Directions for this task:
Could you filter the data below down to the lines that hold the word "HandlerError"?

═══ Provided data

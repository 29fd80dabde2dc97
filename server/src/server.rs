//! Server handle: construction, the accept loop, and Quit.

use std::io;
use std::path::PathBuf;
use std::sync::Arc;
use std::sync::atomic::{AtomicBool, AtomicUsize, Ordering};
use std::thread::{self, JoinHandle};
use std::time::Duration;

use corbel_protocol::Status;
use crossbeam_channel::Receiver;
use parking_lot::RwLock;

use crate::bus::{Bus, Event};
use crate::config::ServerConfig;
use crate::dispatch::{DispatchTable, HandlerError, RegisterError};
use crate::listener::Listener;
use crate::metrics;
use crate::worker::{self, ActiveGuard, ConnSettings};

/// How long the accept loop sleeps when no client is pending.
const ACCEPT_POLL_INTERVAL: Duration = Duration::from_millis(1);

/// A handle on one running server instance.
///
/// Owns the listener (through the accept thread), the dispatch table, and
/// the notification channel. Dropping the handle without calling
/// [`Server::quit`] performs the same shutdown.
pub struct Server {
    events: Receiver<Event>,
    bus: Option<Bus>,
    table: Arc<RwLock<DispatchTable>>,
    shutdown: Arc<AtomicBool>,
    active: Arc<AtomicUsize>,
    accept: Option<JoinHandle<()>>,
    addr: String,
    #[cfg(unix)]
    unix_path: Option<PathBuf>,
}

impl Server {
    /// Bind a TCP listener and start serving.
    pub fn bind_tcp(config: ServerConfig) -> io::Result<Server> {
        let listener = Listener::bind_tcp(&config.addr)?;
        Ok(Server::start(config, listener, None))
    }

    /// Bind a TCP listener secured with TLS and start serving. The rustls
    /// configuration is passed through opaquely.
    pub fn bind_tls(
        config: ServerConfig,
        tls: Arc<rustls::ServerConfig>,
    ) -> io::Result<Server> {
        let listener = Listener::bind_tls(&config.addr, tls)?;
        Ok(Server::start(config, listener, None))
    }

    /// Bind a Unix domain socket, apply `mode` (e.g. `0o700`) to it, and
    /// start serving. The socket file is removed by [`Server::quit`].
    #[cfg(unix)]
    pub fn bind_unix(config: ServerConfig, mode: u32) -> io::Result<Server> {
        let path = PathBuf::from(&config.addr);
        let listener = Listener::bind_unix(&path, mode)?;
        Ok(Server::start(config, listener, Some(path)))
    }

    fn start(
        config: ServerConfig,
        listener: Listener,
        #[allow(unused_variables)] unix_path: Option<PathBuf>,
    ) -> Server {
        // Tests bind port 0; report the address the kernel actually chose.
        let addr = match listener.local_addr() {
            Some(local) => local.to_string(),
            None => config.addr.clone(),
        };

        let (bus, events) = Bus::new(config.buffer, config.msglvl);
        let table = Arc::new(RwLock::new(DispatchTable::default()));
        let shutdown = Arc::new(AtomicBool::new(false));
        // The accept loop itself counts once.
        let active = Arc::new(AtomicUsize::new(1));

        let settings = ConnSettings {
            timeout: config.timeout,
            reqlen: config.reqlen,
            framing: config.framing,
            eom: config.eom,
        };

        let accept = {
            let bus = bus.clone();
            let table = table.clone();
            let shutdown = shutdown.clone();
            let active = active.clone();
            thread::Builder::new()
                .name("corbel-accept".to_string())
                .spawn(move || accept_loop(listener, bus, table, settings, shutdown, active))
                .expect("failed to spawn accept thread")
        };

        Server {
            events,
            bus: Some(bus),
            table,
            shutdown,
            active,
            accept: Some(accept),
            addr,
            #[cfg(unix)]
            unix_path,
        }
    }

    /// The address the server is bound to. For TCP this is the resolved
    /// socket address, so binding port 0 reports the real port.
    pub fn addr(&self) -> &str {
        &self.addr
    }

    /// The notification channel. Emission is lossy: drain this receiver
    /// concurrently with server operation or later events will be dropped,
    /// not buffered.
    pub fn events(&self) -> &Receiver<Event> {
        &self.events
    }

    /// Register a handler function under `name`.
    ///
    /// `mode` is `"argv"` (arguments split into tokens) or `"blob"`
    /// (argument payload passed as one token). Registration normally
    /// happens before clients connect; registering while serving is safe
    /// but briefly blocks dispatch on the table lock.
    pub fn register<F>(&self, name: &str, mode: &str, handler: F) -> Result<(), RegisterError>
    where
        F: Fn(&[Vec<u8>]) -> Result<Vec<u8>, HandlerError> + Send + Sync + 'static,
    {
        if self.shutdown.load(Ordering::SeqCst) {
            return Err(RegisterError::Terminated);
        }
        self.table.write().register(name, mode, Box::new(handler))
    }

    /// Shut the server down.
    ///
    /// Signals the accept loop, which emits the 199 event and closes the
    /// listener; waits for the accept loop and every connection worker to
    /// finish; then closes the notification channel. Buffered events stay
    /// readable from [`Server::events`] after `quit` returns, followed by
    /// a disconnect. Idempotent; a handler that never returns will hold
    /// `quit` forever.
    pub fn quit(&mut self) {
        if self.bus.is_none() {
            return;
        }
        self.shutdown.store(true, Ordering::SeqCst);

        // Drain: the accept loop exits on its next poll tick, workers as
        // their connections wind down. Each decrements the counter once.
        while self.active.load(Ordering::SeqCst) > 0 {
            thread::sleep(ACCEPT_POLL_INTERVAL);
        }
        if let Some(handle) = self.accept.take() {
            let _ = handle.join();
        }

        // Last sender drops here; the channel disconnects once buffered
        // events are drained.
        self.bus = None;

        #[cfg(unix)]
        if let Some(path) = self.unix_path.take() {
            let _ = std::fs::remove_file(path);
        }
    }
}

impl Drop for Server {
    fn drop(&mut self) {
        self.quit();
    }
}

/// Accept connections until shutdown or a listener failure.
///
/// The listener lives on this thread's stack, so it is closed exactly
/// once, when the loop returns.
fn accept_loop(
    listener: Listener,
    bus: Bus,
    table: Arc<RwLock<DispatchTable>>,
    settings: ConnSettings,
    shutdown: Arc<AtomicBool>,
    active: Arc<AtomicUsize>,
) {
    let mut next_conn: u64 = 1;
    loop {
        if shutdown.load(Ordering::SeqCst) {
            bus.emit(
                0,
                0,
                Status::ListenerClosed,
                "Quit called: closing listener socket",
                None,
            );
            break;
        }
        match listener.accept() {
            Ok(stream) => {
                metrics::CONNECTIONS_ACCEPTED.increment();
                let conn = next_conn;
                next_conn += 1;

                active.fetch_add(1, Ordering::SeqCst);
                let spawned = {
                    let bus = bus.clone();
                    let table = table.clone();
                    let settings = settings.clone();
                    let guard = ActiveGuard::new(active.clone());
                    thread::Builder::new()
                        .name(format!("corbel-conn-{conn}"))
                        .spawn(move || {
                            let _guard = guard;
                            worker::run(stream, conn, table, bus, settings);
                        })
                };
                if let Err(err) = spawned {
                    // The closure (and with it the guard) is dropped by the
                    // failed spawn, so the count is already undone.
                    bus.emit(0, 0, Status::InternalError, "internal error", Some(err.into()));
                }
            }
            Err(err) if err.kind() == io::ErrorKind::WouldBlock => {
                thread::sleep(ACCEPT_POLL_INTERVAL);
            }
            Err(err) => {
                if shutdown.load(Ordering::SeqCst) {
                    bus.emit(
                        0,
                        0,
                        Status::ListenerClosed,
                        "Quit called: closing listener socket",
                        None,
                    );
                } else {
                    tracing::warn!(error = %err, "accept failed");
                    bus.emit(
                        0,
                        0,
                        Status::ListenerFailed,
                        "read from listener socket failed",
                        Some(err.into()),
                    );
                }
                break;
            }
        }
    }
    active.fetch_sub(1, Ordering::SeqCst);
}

══════

Exercise output:
use crate::dispatch::{DispatchTable, HandlerError, RegisterError};
        F: Fn(&[Vec<u8>]) -> Result<Vec<u8>, HandlerError> + Send + Sync + 'static,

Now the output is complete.